Begin by looking at the subject-level output. Navigate to the first subject’s output directory, ${output_root}/sub-1. In this directory, you will find:

  • A subject-specific copy of the design file that you used to run the pipeline, evaluated and modified to correspond to this particular subject (sub-1). (In the XCP system, the process of mapping the template design file to each subject is called localisation, and the script that handles this is called the localiser.)
  • An atlas directory (sub-1_atlas). Inside the atlas directory, each parcellation that has been analyzed will exist as a NIfTI file, registered to the subject’s T1w native space.

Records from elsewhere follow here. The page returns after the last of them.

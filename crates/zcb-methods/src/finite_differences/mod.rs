//! Finite-difference schemes for the bond PDE.
//!
//! Central differences on the interior rate nodes give, at `r_i`,
//!
//! ```text
//! L Q_i = (d − a_i) Q_{i−1} + (−2d − r_i) Q_i + (d + a_i) Q_{i+1}
//! a_i = κ(γ − r_i) / (2 dr),   d = σ² / (2 dr²)
//! ```
//!
//! The two boundary nodes are Dirichlet: every scheme overwrites them with
//! the closed-form price at the new calendar time.
//!
//! * [`ExplicitScheme`]: forward Euler, conditionally stable
//! * [`ImplicitScheme`]: backward Euler, one tridiagonal solve per step
//! * [`CrankNicolsonScheme`]: θ = ½ blend, second order in time

mod crank_nicolson;
mod explicit;
mod implicit;

pub use crank_nicolson::CrankNicolsonScheme;
pub use explicit::ExplicitScheme;
pub use implicit::ImplicitScheme;

pub(crate) use explicit::is_stable as explicit_is_stable;

use crate::grid::Grid;
use zcb_core::{Price, Real};
use zcb_math::TridiagonalOperator;
use zcb_models::{ShortRateModel, Vasicek};

/// The discrete operator `L` on the interior nodes `r_1..r_{M−1}`.
///
/// `bands` follows the tridiagonal convention (`lower[0]` and `upper[last]`
/// are zero). The couplings of `r_1` to `r_0` and of `r_{M−1}` to `r_M` are
/// kept apart and enter through [`boundary_terms`](Self::boundary_terms).
#[derive(Debug, Clone)]
pub(crate) struct SpatialOperator {
    pub bands: TridiagonalOperator,
    pub left_coupling: Real,
    pub right_coupling: Real,
}

impl SpatialOperator {
    pub fn size(&self) -> usize {
        self.bands.size()
    }

    /// `scale · L` restricted to the boundary columns, added onto `rhs`.
    ///
    /// With a single interior node both terms land on `rhs[0]`.
    pub fn boundary_terms(&self, rhs: &mut [Real], scale: Real, left: Price, right: Price) {
        let last = rhs.len() - 1;
        rhs[0] += scale * self.left_coupling * left;
        rhs[last] += scale * self.right_coupling * right;
    }
}

pub(crate) fn spatial_operator(grid: &Grid, model: &Vasicek) -> SpatialOperator {
    let rates = grid.rates();
    let interior = rates.len().saturating_sub(2);
    let dr = grid.dr();
    let mut bands = TridiagonalOperator::new(interior);
    let (mut left_coupling, mut right_coupling) = (0.0, 0.0);
    for k in 0..interior {
        let r = rates[k + 1];
        let sigma = model.diffusion(r);
        let diffusion = 0.5 * sigma * sigma / (dr * dr);
        let advection = model.drift(r) / (2.0 * dr);
        if k == 0 {
            left_coupling = diffusion - advection;
        } else {
            bands.lower[k] = diffusion - advection;
        }
        bands.diag[k] = -2.0 * diffusion - r;
        if k + 1 == interior {
            right_coupling = diffusion + advection;
        } else {
            bands.upper[k] = diffusion + advection;
        }
    }
    SpatialOperator {
        bands,
        left_coupling,
        right_coupling,
    }
}

/// `1 + scale · L` as a tridiagonal operator.
pub(crate) fn shifted(op: &TridiagonalOperator, scale: Real) -> TridiagonalOperator {
    TridiagonalOperator {
        lower: op.lower.iter().map(|l| scale * l).collect(),
        diag: op.diag.iter().map(|d| 1.0 + scale * d).collect(),
        upper: op.upper.iter().map(|u| scale * u).collect(),
    }
}
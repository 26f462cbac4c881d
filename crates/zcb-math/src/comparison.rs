//! Pivot checks shared by the linear solvers.

use zcb_core::Real;

/// Smallest pivot magnitude accepted by the linear solvers.
pub const PIVOT_EPSILON: Real = 1e-300;

/// Return `true` if `pivot` is usable as a divisor.
#[inline]
pub fn is_usable_pivot(pivot: Real) -> bool {
    pivot.is_finite() && pivot.abs() > PIVOT_EPSILON
}
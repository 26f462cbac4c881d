//! Vasicek short-rate model.
//!
//! ```text
//! dr = κ(γ − r) dt + σ dW
//! ```
//!
//! Discount bond price: `P(t,T) = A(t,T) exp(−B(t,T) r(t))`
//!
//! where
//! * `B(t,T) = (1 − e^{−κ(T−t)}) / κ`
//! * `A(t,T) = exp((γ − σ²/(2κ²))(B − (T−t)) − σ²B²/(4κ))`
//!
//! At `κ = 0` both expressions have removable singularities; the limits
//! `B = T − t` and `ln A = σ²(T−t)³/6` are used there.

use crate::short_rate_model::{DiscountBondPricer, ShortRateModel};
use zcb_core::{ModelParameters, Price, Rate, Real, Result, Time};

/// Below this mean-reversion speed the `κ → 0` limits are used.
const KAPPA_EPSILON: Real = 1e-12;

/// Vasicek short-rate model.
#[derive(Debug, Clone, Copy, PartialEq)]
pub struct Vasicek {
    /// Mean-reversion speed κ.
    pub kappa: Real,
    /// Long-run mean level γ.
    pub gamma: Rate,
    /// Volatility σ.
    pub sigma: Real,
}

impl Vasicek {
    /// Create a new Vasicek model.
    pub fn new(kappa: Real, gamma: Rate, sigma: Real) -> Self {
        Self {
            kappa,
            gamma,
            sigma,
        }
    }

    /// Build from run parameters (the maturity belongs to the bond, not the
    /// model).
    pub fn from_parameters(params: &ModelParameters) -> Self {
        Self::new(params.kappa, params.gamma, params.sigma)
    }

    /// Bond duration function `B(t, T) = (1 − e^{−κ(T−t)}) / κ`.
    pub fn b_function(&self, t: Time, big_t: Time) -> Real {
        let tau = big_t - t;
        if self.kappa.abs() < KAPPA_EPSILON {
            tau
        } else {
            -(-self.kappa * tau).exp_m1() / self.kappa
        }
    }

    /// Log of the `A(t,T)` function.
    pub fn log_a(&self, t: Time, big_t: Time) -> Real {
        let tau = big_t - t;
        let sigma2 = self.sigma * self.sigma;

        if self.kappa.abs() < KAPPA_EPSILON {
            sigma2 * tau * tau * tau / 6.0
        } else {
            let b_val = self.b_function(t, big_t);
            let k2 = self.kappa * self.kappa;
            (self.gamma - sigma2 / (2.0 * k2)) * (b_val - tau)
                - sigma2 * b_val * b_val / (4.0 * self.kappa)
        }
    }
}

impl ShortRateModel for Vasicek {
    fn drift(&self, r: Rate) -> Real {
        self.kappa * (self.gamma - r)
    }

    fn diffusion(&self, _r: Rate) -> Real {
        self.sigma
    }

    fn discount_bond(&self, t: Time, big_t: Time, rate: Rate) -> Price {
        let b_val = self.b_function(t, big_t);
        (self.log_a(t, big_t) - b_val * rate).exp()
    }
}

/// Closed-form price of the zero-coupon bond maturing at `maturity`.
///
/// The reference solution for every scheme and the source of their
/// Dirichlet boundary values.
#[derive(Debug, Clone, Copy, PartialEq)]
pub struct AnalyticalSolver {
    model: Vasicek,
    maturity: Time,
}

impl AnalyticalSolver {
    /// Create a pricer for a bond maturing at `maturity`.
    pub fn new(model: Vasicek, maturity: Time) -> Self {
        Self { model, maturity }
    }

    /// Validate `params` and build the pricer.
    ///
    /// `κ ≤ 0` is rejected here even though [`Vasicek`] itself handles the
    /// `κ = 0` limit.
    pub fn from_parameters(params: &ModelParameters) -> Result<Self> {
        params.validate()?;
        Ok(Self::new(Vasicek::from_parameters(params), params.maturity))
    }

    /// The underlying model.
    pub fn model(&self) -> &Vasicek {
        &self.model
    }

    /// Bond maturity.
    pub fn maturity(&self) -> Time {
        self.maturity
    }
}

impl DiscountBondPricer for AnalyticalSolver {
    fn price(&self, t: Time, r: Rate) -> Price {
        self.model.discount_bond(t, self.maturity, r)
    }
}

  • A subdirectory corresponding to each pipeline module, as defined in the pipeline variable in the design file. For the most part, these directories store images and files that the pipeline uses to verify successful processing.
    • Take a look inside the fcon subdirectory. Inside, there will be a separate subdirectory for each of the atlases that the pipeline has processed. For instance, in the power264 subdirectory (corresponding to the 264-node Power atlas), there will be files suffixed ts.1D and network.txt.
    • ts.1D contains 264 columns corresponding to each node of the atlas; each column contains a region’s functional time series.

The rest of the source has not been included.